» **Exercise data**:
[Start of Attachment]

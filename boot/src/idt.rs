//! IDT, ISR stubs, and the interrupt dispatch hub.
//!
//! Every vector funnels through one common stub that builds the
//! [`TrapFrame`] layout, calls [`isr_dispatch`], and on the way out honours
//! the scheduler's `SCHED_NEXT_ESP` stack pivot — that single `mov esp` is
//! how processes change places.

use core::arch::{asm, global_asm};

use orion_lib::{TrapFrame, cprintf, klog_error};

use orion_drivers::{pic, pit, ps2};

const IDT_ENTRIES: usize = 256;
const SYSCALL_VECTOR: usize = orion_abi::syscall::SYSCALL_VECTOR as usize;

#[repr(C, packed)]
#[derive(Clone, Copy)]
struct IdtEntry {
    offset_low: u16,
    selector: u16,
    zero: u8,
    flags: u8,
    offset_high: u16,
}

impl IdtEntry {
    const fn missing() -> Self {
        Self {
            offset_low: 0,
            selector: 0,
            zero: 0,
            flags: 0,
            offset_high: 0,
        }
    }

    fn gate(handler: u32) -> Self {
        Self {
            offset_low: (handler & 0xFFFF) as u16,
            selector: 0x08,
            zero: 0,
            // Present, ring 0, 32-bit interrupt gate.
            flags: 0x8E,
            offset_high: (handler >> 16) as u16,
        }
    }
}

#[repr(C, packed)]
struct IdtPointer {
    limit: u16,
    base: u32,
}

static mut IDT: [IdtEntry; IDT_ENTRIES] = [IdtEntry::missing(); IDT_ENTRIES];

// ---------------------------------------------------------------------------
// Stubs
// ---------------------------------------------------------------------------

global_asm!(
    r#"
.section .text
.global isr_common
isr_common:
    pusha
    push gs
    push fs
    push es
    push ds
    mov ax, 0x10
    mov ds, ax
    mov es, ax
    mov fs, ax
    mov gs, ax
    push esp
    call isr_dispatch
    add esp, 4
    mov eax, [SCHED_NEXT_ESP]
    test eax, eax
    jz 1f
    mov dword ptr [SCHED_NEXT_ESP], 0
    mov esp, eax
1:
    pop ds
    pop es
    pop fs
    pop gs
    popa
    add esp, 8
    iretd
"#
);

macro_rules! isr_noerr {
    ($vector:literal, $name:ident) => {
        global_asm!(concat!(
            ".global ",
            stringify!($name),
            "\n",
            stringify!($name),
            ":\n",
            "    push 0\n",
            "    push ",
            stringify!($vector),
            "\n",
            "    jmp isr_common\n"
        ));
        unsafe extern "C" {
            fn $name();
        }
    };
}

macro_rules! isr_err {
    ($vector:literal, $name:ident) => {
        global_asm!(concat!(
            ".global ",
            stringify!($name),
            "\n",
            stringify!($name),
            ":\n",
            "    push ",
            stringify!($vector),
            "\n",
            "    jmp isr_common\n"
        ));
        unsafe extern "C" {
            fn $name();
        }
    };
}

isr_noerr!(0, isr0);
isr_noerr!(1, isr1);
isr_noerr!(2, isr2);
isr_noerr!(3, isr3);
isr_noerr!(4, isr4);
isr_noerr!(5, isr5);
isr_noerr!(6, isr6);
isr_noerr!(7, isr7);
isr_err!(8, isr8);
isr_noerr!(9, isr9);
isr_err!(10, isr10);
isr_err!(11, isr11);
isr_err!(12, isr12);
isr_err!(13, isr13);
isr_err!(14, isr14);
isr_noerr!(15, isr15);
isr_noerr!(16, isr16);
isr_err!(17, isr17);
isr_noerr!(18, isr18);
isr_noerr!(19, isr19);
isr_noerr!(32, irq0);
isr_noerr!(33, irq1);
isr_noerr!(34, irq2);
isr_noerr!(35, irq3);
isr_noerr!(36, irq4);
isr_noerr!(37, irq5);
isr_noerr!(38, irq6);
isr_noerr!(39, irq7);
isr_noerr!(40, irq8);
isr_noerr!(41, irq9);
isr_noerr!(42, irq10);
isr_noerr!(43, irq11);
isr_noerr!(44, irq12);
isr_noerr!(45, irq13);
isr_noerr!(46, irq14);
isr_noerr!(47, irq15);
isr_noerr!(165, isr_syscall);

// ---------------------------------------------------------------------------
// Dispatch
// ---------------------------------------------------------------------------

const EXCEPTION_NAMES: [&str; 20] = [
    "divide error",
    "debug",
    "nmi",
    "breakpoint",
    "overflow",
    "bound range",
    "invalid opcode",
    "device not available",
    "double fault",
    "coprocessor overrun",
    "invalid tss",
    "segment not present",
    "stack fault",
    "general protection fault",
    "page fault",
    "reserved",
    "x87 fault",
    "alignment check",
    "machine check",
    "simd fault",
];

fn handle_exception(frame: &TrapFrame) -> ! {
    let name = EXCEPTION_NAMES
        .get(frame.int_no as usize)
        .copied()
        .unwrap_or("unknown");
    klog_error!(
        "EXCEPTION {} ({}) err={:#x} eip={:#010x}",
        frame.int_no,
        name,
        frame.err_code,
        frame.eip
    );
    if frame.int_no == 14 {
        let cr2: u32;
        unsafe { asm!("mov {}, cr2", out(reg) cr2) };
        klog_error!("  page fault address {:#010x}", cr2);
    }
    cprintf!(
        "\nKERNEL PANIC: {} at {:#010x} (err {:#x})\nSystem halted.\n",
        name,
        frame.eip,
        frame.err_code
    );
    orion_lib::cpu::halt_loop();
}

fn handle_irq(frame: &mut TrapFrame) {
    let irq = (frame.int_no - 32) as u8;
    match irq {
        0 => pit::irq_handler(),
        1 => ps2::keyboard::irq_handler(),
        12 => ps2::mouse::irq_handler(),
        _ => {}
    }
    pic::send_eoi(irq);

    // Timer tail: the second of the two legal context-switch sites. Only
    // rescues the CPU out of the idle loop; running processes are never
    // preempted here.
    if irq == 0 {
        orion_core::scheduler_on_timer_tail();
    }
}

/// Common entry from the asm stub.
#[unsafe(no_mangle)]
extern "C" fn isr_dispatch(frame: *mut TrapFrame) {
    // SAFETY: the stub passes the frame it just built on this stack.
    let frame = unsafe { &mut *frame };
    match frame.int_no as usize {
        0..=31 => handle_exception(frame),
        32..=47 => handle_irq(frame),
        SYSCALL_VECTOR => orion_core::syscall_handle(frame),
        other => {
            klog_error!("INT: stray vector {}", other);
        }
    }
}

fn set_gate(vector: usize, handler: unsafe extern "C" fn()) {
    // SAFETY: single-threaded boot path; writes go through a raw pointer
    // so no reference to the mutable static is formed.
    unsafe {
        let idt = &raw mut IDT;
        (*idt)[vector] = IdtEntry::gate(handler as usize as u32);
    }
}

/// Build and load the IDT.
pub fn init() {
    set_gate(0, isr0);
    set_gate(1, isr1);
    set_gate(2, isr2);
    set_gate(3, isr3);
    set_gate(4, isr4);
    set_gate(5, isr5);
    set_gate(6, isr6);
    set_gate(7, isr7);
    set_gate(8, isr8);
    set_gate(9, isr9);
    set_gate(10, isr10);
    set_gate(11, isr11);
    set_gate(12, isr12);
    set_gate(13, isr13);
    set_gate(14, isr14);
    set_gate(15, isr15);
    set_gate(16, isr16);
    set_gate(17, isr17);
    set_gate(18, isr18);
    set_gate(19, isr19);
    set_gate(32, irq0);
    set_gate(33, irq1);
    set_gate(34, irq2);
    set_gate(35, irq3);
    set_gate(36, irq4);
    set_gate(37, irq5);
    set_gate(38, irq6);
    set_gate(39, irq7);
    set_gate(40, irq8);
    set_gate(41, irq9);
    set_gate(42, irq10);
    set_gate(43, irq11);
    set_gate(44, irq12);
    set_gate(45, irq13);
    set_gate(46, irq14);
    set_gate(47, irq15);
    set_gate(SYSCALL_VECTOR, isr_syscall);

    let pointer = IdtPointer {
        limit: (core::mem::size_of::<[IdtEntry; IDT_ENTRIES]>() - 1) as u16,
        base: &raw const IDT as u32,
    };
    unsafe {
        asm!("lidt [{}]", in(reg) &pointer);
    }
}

[End of Attachment]

» **Problem**:
Retype, without any change, the lines from the one containing "set_gate(11, isr11);" through the final line of the material above, and no others.

» **Answer**:
    set_gate(11, isr11);
    set_gate(12, isr12);
    set_gate(13, isr13);
    set_gate(14, isr14);
    set_gate(15, isr15);
    set_gate(16, isr16);
    set_gate(17, isr17);
    set_gate(18, isr18);
    set_gate(19, isr19);
    set_gate(32, irq0);
    set_gate(33, irq1);
    set_gate(34, irq2);
    set_gate(35, irq3);
    set_gate(36, irq4);
    set_gate(37, irq5);
    set_gate(38, irq6);
    set_gate(39, irq7);
    set_gate(40, irq8);
    set_gate(41, irq9);
    set_gate(42, irq10);
    set_gate(43, irq11);
    set_gate(44, irq12);
    set_gate(45, irq13);
    set_gate(46, irq14);
    set_gate(47, irq15);
    set_gate(SYSCALL_VECTOR, isr_syscall);

    let pointer = IdtPointer {
        limit: (core::mem::size_of::<[IdtEntry; IDT_ENTRIES]>() - 1) as u16,
        base: &raw const IDT as u32,
    };
    unsafe {
        asm!("lidt [{}]", in(reg) &pointer);
    }
}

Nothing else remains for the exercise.